Auch beim Comeback von Trainer Pal Dardai zeigt Hertha BSC einmal mehr ein über weite Strecken erschreckendes Gesicht. Hoffnung auf Besserung besteht kaum. Es sei denn, Dardai schafft es in die Köpfe der Spieler. Von Ilja Behnisch

Sollte Pal Dardai irgendwann tatsächlich einmal genug haben von seiner Hertha und weder dem Nachwuchs noch der Profimannschaft dienen und auch nicht im Limbo dazwischen verweilen, er hätte gute Karriere-Aussichten als YouTuber. Real-Talk heißt ein Format-Evergreen auf der Video-Plattform.
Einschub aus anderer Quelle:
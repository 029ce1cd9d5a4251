//! # HTTP Client Utilities
//!
//! Shared HTTP client for the upstream sources.
//!
//! Wraps `reqwest` with a per-request timeout, a base URL and mapping of
//! transport failures into [`SourceError`]. The underlying connection pool
//! is shared by clones.
//!
//! # Examples
//!
//! ```ignore
//! use proposal_discovery::infrastructure::http_client::HttpClient;
//!
//! let client = HttpClient::new("http://127.0.0.1:8001/v1", 5000)?;
//! let response: MyResponse = client.get("proposals").await?;
//! ```

use crate::infrastructure::error::{SourceError, SourceResult};
use reqwest::{Client, Response, StatusCode};
use serde::de::DeserializeOwned;
use std::time::Duration;
use url::Url;

/// HTTP client bound to one upstream base URL.
#[derive(Debug, Clone)]
pub struct HttpClient {
    /// Inner reqwest client.
    client: Client,
    /// Base URL, always ending in `/`.
    base_url: Url,
    /// Request timeout in milliseconds.
    timeout_ms: u64,
}

impl HttpClient {
    /// Creates a client for `base_url` with the given timeout.
    ///
    /// # Errors
    ///
    /// Returns `SourceError::Internal` if the base URL is invalid or the
    /// client cannot be created.
    pub fn new(base_url: &str, timeout_ms: u64) -> SourceResult<Self> {
        let base_url = parse_base_url(base_url)?;
        let client = Client::builder()
            .timeout(Duration::from_millis(timeout_ms))
            .build()
            .map_err(|e| SourceError::internal(format!("Failed to create HTTP client: {}", e)))?;

        Ok(Self {
            client,
            base_url,
            timeout_ms,
        })
    }

    /// Returns the configured timeout in milliseconds.
    #[inline]
    #[must_use]
    pub fn timeout_ms(&self) -> u64 {
        self.timeout_ms
    }

    /// Returns the base URL.
    #[inline]
    #[must_use]
    pub fn base_url(&self) -> &Url {
        &self.base_url
    }

    /// Makes a GET request to `path` (relative to the base URL).
    ///
    /// # Errors
    ///
    /// Returns `SourceError::Connection`/`Timeout` if the request fails,
    /// `SourceError::Status` on a non-success status and
    /// `SourceError::Protocol` if the body cannot be parsed.
    pub async fn get<T: DeserializeOwned>(&self, path: &str) -> SourceResult<T> {
        let url = self.endpoint(path)?;
        let response = self
            .client
            .get(url)
            .send()
            .await
            .map_err(map_reqwest_error)?;

        handle_response(response).await
    }

    /// Makes a GET request with query parameters.
    ///
    /// # Errors
    ///
    /// Same as [`HttpClient::get`].
    pub async fn get_with_params<T: DeserializeOwned, P: serde::Serialize + ?Sized>(
        &self,
        path: &str,
        params: &P,
    ) -> SourceResult<T> {
        let url = self.endpoint(path)?;
        let response = self
            .client
            .get(url)
            .query(params)
            .send()
            .await
            .map_err(map_reqwest_error)?;

        handle_response(response).await
    }

    /// Resolves `path` against the base URL.
    fn endpoint(&self, path: &str) -> SourceResult<Url> {
        self.base_url
            .join(path.trim_start_matches('/'))
            .map_err(|e| SourceError::internal(format!("Invalid endpoint {}: {}", path, e)))
    }
}

/// Parses a base URL and makes sure relative joins keep its path.
fn parse_base_url(raw: &str) -> SourceResult<Url> {
    let mut normalized = raw.trim().to_string();
    if !normalized.ends_with('/') {
        normalized.push('/');
    }
    Url::parse(&normalized)
        .map_err(|e| SourceError::internal(format!("Invalid base URL {}: {}", raw, e)))
}

/// Handles the HTTP response, checking status and deserializing JSON.
async fn handle_response<T: DeserializeOwned>(response: Response) -> SourceResult<T> {
    let status = response.status();

    if status.is_success() {
        response
            .json::<T>()
            .await
            .map_err(|e| SourceError::protocol(format!("Failed to parse response: {}", e)))
    } else {
        let body = response.text().await.unwrap_or_default();
        Err(map_status_error(status, body))
    }
}

/// Maps a reqwest error to a SourceError.
fn map_reqwest_error(error: reqwest::Error) -> SourceError {
    if error.is_timeout() {
        SourceError::timeout("Request timed out")
    } else if error.is_connect() {
        SourceError::connection(format!("Connection failed: {}", error))
    } else {
        SourceError::connection(format!("HTTP request failed: {}", error))
    }
}

fn map_status_error(status: StatusCode, body: String) -> SourceError {
    SourceError::status(status.as_u16(), body)
}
Das grobe Konzept dahinter: ungeschönt vorgetragene Ansichten auf mehr oder minder große Probleme der Menschheit.

Hertha BSC zählt eher zu den größeren Problemen, daran dürfte spätestens nach dem 2:4 (0:2) gegen Werder Bremen wenig Zweifel bestehen. Doch während man in den letzten Minuten der Partie, die seltsam vor sich hin plätscherten, statt den großen Schlussakt eines Berliner Aufbegehrens abzubilden, große Fragen wälzte wie zum Beispiel, woran es gelegen hat - da trat Dardai auch schon vor das Mikrofon des Senders Sky und machte Real-Talk. "Nach dem Spiel muss man nicht labern. Ich glaube, es ist viel Kopfsache", sagte der Ungar. Die mentalen Probleme bei Hertha seien größer, als er sie eingeschätzt habe und wenn man ehrlich sei, "sind wir mit einem Bein..." Da unterbrach sich Dardai schließlich selbst, zu viel Real-Talk ist nicht gut für die Gesundheit.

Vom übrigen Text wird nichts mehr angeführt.